Taking things one day at a time has become exhausting and yet we keep doing it. We keep plugging away in hope of a better tomorrow.
The reason for the season (or at least an extended weekend) is Monday’s commemoration of Labor Day. It is the day on the calendar set aside the last 226 years in the United States to recognize the contributions of labor, the work that we do.
In this often seemingly “lost” time, the lamenting words of Qoheleth may resonate with many of us (Eccl. 2: 22, CEV): “What do we really gain from all of our hard work? Our bodies ache during the day, and work is torture. Then at night our thoughts are troubled. It just doesn’t make sense.”
I want to draw on Martin Luther’s teachings about vocation to gain a greater sense this Labor Day that all our toil is not indeed in vain.
Luther wrote often of vocation, which for a Christian does not merely consist of the “jobs” we do. Though our careers can and often do play a significant role. It is a lifelong devotion to Christian service. Service for the good of our neighbors and our community. It is often hard work. It is often thankless. It is also necessary.
“If he is a Christian tailor, he will say: I make these clothes because God has bidden me do so, so that I can earn a living, so that I can help and serve my neighbor,” Luther wrote. “When a Christian does not serve the other, God is not present; that is not Christian living.”
Ultimately, our labor is not for our own benefit, nor our family’s, but intended for the service of others. I believe it is a wonderful thing that we take at least one day to celebrate it. Sadly, not all who labor will be permitted to rest on Labor Day from their work. I think of my own father, a package delivery driver, for whom work these last five months has been “like a never-ending Christmas season.” He means that not in a joyous, festive sense but in a demanding workload sense. Hence the requirement to work the holiday. The flow has not stopped or reduced. His work is officially deemed “essential.”

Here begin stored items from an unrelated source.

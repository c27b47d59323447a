//! The append-only command log: every executed write command is appended
//! in its RESP form, replayed against an empty keyspace on startup, and
//! periodically compacted by rewriting the live keyspace as the minimal
//! equivalent command stream.

use crate::{
    bytes::lex,
    client::Client,
    db::{Db, DbIndex, StreamId, Value},
    rdb,
    reply::format_double,
    request::Request,
    store::Store,
};
use bytes::Bytes;
use logos::Logos;
use parking_lot::Mutex;
use std::{
    io::Write,
    path::{Path, PathBuf},
    sync::atomic::{AtomicBool, Ordering},
};
use triomphe::Arc;

/// When to fsync the log.
#[derive(Clone, Copy, Debug, Default, Eq, PartialEq)]
pub enum FsyncPolicy {
    /// After every appended command.
    Always,

    /// Once per second, from the server timer.
    #[default]
    EverySec,

    /// Never; the OS decides.
    No,
}

#[derive(Clone, Copy, Debug, Eq, Hash, Logos, PartialEq)]
enum FsyncToken {
    #[regex(b"(?i:always)")]
    Always,

    #[regex(b"(?i:everysec)")]
    EverySec,

    #[regex(b"(?i:no)")]
    No,
}

impl FsyncPolicy {
    pub fn parse(bytes: &[u8]) -> Option<FsyncPolicy> {
        Some(match lex::<FsyncToken>(bytes)? {
            FsyncToken::Always => FsyncPolicy::Always,
            FsyncToken::EverySec => FsyncPolicy::EverySec,
            FsyncToken::No => FsyncPolicy::No,
        })
    }

    pub fn name(self) -> &'static str {
        match self {
            FsyncPolicy::Always => "always",
            FsyncPolicy::EverySec => "everysec",
            FsyncPolicy::No => "no",
        }
    }
}

/// Append a command as a RESP array of bulk strings.
fn encode(buffer: &mut Vec<u8>, args: &[Bytes]) {
    _ = write!(buffer, "*{}\r\n", args.len());
    for arg in args {
        _ = write!(buffer, "${}\r\n", arg.len());
        buffer.extend_from_slice(arg);
        buffer.extend_from_slice(b"\r\n");
    }
}

fn select_command(db: DbIndex) -> Vec<Bytes> {
    vec![
        Bytes::from_static(b"SELECT"),
        Bytes::from(db.0.to_string()),
    ]
}

#[derive(Debug)]
struct AofState {
    file: Option<std::fs::File>,

    /// The database the log is currently positioned on; `None` forces a
    /// SELECT before the next command.
    selected: Option<usize>,
}

/// The append-only log manager. The inner state is shared with the
/// rewrite task, which swaps the live file handle when it finishes.
#[derive(Debug)]
pub struct Aof {
    enabled: bool,
    policy: FsyncPolicy,
    path: PathBuf,
    state: Arc<Mutex<AofState>>,
    rewriting: Arc<AtomicBool>,
}

impl Aof {
    pub fn new(enabled: bool, policy: FsyncPolicy, path: PathBuf) -> std::io::Result<Aof> {
        let file = if enabled {
            Some(
                std::fs::OpenOptions::new()
                    .append(true)
                    .create(true)
                    .open(&path)?,
            )
        } else {
            None
        };

        Ok(Aof {
            enabled,
            policy,
            path,
            state: Arc::new(Mutex::new(AofState {
                file,
                selected: None,
            })),
            rewriting: Arc::new(AtomicBool::new(false)),
        })
    }

    pub fn enabled(&self) -> bool {
        self.enabled
    }

    pub fn policy(&self) -> FsyncPolicy {
        self.policy
    }

    pub fn is_rewriting(&self) -> bool {
        self.rewriting.load(Ordering::Acquire)
    }

    /// Append one executed write command.
    pub fn append(&self, db: DbIndex, request: &Request) {
        if !self.enabled {
            return;
        }

        let mut buffer = Vec::new();
        let mut state = self.state.lock();

        if state.selected != Some(db.0) {
            encode(&mut buffer, &select_command(db));
            state.selected = Some(db.0);
        }
        let args: Vec<Bytes> = request.iter_all().collect();
        encode(&mut buffer, &args);

        let Some(file) = state.file.as_mut() else {
            return;
        };
        if let Err(error) = file.write_all(&buffer) {
            tracing::error!(%error, "appending to the command log failed");
            return;
        }
        if self.policy == FsyncPolicy::Always {
            if let Err(error) = file.sync_data() {
                tracing::error!(%error, "fsync of the command log failed");
            }
        }
    }

    /// The per-second fsync, driven by the server timer.
    pub fn tick(&self) {
        if !self.enabled || self.policy != FsyncPolicy::EverySec {
            return;
        }
        let mut state = self.state.lock();
        if let Some(file) = state.file.as_mut() {
            _ = file.sync_data();
        }
    }

    /// Replay the log against the (empty) keyspace. Returns the number of
    /// commands applied.
    pub async fn load(store: &Arc<Store>) -> std::io::Result<usize> {
        let path = store.aof.path.clone();
        let file = match tokio::fs::File::open(&path).await {
            Ok(file) => file,
            Err(error) if error.kind() == std::io::ErrorKind::NotFound => return Ok(0),
            Err(error) => return Err(error),
        };

        store.loading.store(true, Ordering::Release);
        let (mut client, reply_receiver) = Client::detached();
        // Replay replies go nowhere.
        drop(reply_receiver);

        let mut commands = 0;
        let mut reader = respite::RespReader::new(file, respite::RespConfig::default());
        reader
            .requests(|request| {
                use respite::RespRequest::*;
                match request {
                    Argument(argument) => client.request.push_back(argument),
                    End => {
                        client.run(store);
                        client.request.clear();
                        commands += 1;
                    }
                    InvalidArgument | Error(_) => {
                        tracing::warn!("truncated entry at the end of the command log");
                    }
                }
            })
            .await;

        store.loading.store(false, Ordering::Release);
        Ok(commands)
    }

    /// Compact the log in the background: serialise the live keyspace as
    /// commands, then swap the new file in. `Err(())` when a rewrite is
    /// already running.
    #[allow(clippy::result_unit_err)]
    pub fn rewrite(&self, dbs: &[Db]) -> Result<(), ()> {
        if self.rewriting.swap(true, Ordering::AcqRel) {
            return Err(());
        }

        let dumps = rdb::capture(dbs);
        let path = self.path.clone();
        let state = self.state.clone();
        let rewriting = self.rewriting.clone();
        let enabled = self.enabled;
        tokio::task::spawn_blocking(move || {
            match write_rewrite(&path, &dumps, &state, enabled) {
                Ok(()) => tracing::info!("command log rewrite complete"),
                Err(error) => tracing::error!(%error, "command log rewrite failed"),
            }
            rewriting.store(false, Ordering::Release);
        });

        Ok(())
    }
}

/// Serialise dumps as commands into a temp file and swap it in.
fn write_rewrite(
    path: &Path,
    dumps: &[rdb::DbDump],
    state: &Mutex<AofState>,
    enabled: bool,
) -> std::io::Result<()> {
    let mut buffer = Vec::new();

    for (index, dump) in dumps.iter().enumerate() {
        if dump.is_empty() {
            continue;
        }
        encode(&mut buffer, &select_command(DbIndex(index)));

        for (key, value, expires) in dump {
            rewrite_value(&mut buffer, key, value);
            if let Some(at) = expires {
                encode(
                    &mut buffer,
                    &[
                        Bytes::from_static(b"PEXPIREAT"),
                        key.clone(),
                        Bytes::from(at.to_string()),
                    ],
                );
            }
        }
    }

    let temp = path.with_extension("aof.tmp");
    let mut file = std::fs::File::create(&temp)?;
    file.write_all(&buffer)?;
    file.sync_all()?;
    drop(file);
    std::fs::rename(&temp, path)?;

    // Point the live log at the rewritten file.
    let mut state = state.lock();
    if enabled {
        state.file = Some(
            std::fs::OpenOptions::new()
                .append(true)
                .create(true)
                .open(path)?,
        );
    }
    state.selected = None;
    Ok(())
}

/// The minimal command rebuilding one key.
fn rewrite_value(buffer: &mut Vec<u8>, key: &Bytes, value: &Value) {
    match value {
        Value::Str(string) => {
            encode(
                buffer,
                &[Bytes::from_static(b"SET"), key.clone(), string.to_bytes()],
            );
        }
        Value::List(list) => {
            let mut args = vec![Bytes::from_static(b"RPUSH"), key.clone()];
            args.extend(list.iter().cloned());
            encode(buffer, &args);
        }
        Value::Hash(hash) => {
            let mut args = vec![Bytes::from_static(b"HSET"), key.clone()];
            for (field, item) in hash.iter() {
                args.push(field.clone());
                args.push(item.clone());
            }
            encode(buffer, &args);
        }
        Value::Set(set) => {
            let mut args = vec![Bytes::from_static(b"SADD"), key.clone()];
            args.extend(set.iter().cloned());
            encode(buffer, &args);
        }
        Value::SortedSet(sorted) => {
            let mut args = vec![Bytes::from_static(b"ZADD"), key.clone()];
            for (score, member) in sorted.iter() {
                args.push(Bytes::from(format_double(score)));
                args.push(member.clone());
            }
            encode(buffer, &args);
        }
        Value::Stream(stream) => {
            for entry in stream.range(StreamId::ZERO, StreamId::MAX) {
                let mut args = vec![
                    Bytes::from_static(b"XADD"),
                    key.clone(),
                    entry.id.to_bytes(),
                ];
                for (field, item) in &entry.fields {
                    args.push(field.clone());
                    args.push(item.clone());
                }
                encode(buffer, &args);
            }
            for (name, group) in &stream.groups {
                encode(
                    buffer,
                    &[
                        Bytes::from_static(b"XGROUP"),
                        Bytes::from_static(b"CREATE"),
                        key.clone(),
                        name.clone(),
                        group.last_delivered.to_bytes(),
                    ],
                );
            }
        }
    }
}

#[cfg(test)]
mod tests {
    use super::*;

    #[test]
    fn parse_policies() {
        assert_eq!(FsyncPolicy::parse(b"always"), Some(FsyncPolicy::Always));
        assert_eq!(FsyncPolicy::parse(b"EVERYSEC"), Some(FsyncPolicy::EverySec));
        assert_eq!(FsyncPolicy::parse(b"no"), Some(FsyncPolicy::No));
        assert_eq!(FsyncPolicy::parse(b"sometimes"), None);
    }

    #[test]
    fn encoding_is_resp() {
        let mut buffer = Vec::new();
        encode(
            &mut buffer,
            &[Bytes::from_static(b"SET"), Bytes::from_static(b"k"), Bytes::from_static(b"v")],
        );
        assert_eq!(
            buffer,
            b"*3\r\n$3\r\nSET\r\n$1\r\nk\r\n$1\r\nv\r\n"
        );
    }

    #[test]
    fn disabled_log_appends_nothing() {
        let dir = tempfile::tempdir().unwrap();
        let path = dir.path().join("appendonly.aof");
        let aof = Aof::new(false, FsyncPolicy::No, path.clone()).unwrap();

        let mut request = Request::default();
        request.push_back(Bytes::from_static(b"SET"));
        request.push_back(Bytes::from_static(b"k"));
        request.push_back(Bytes::from_static(b"v"));
        aof.append(DbIndex(0), &request);

        assert!(!path.exists());
    }

    #[test]
    fn appends_with_select() {
        let dir = tempfile::tempdir().unwrap();
        let path = dir.path().join("appendonly.aof");
        let aof = Aof::new(true, FsyncPolicy::Always, path.clone()).unwrap();

        let mut request = Request::default();
        request.push_back(Bytes::from_static(b"SET"));
        request.push_back(Bytes::from_static(b"k"));
        request.push_back(Bytes::from_static(b"v"));
        aof.append(DbIndex(2), &request);
        aof.append(DbIndex(2), &request);

        let contents = std::fs::read(&path).unwrap();
        let text = String::from_utf8_lossy(&contents);
        // One SELECT, then the command twice.
        assert_eq!(text.matches("SELECT").count(), 1);
        assert_eq!(text.matches("SET").count(), 2);
    }
}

Christians, our work is not done. It is never done.
The tasks before us proceed from Jesus’ direction (Matt. 28:19-20 NRSV): “Go therefore and make disciples of all nations, baptizing them in the name of the Father and of the Son and of the Holy Spirit, and teaching them to obey everything that I have commanded you. And remember, I am with you always, to the end of the age.”
The Lord be with you this weekend, this season and forevermore.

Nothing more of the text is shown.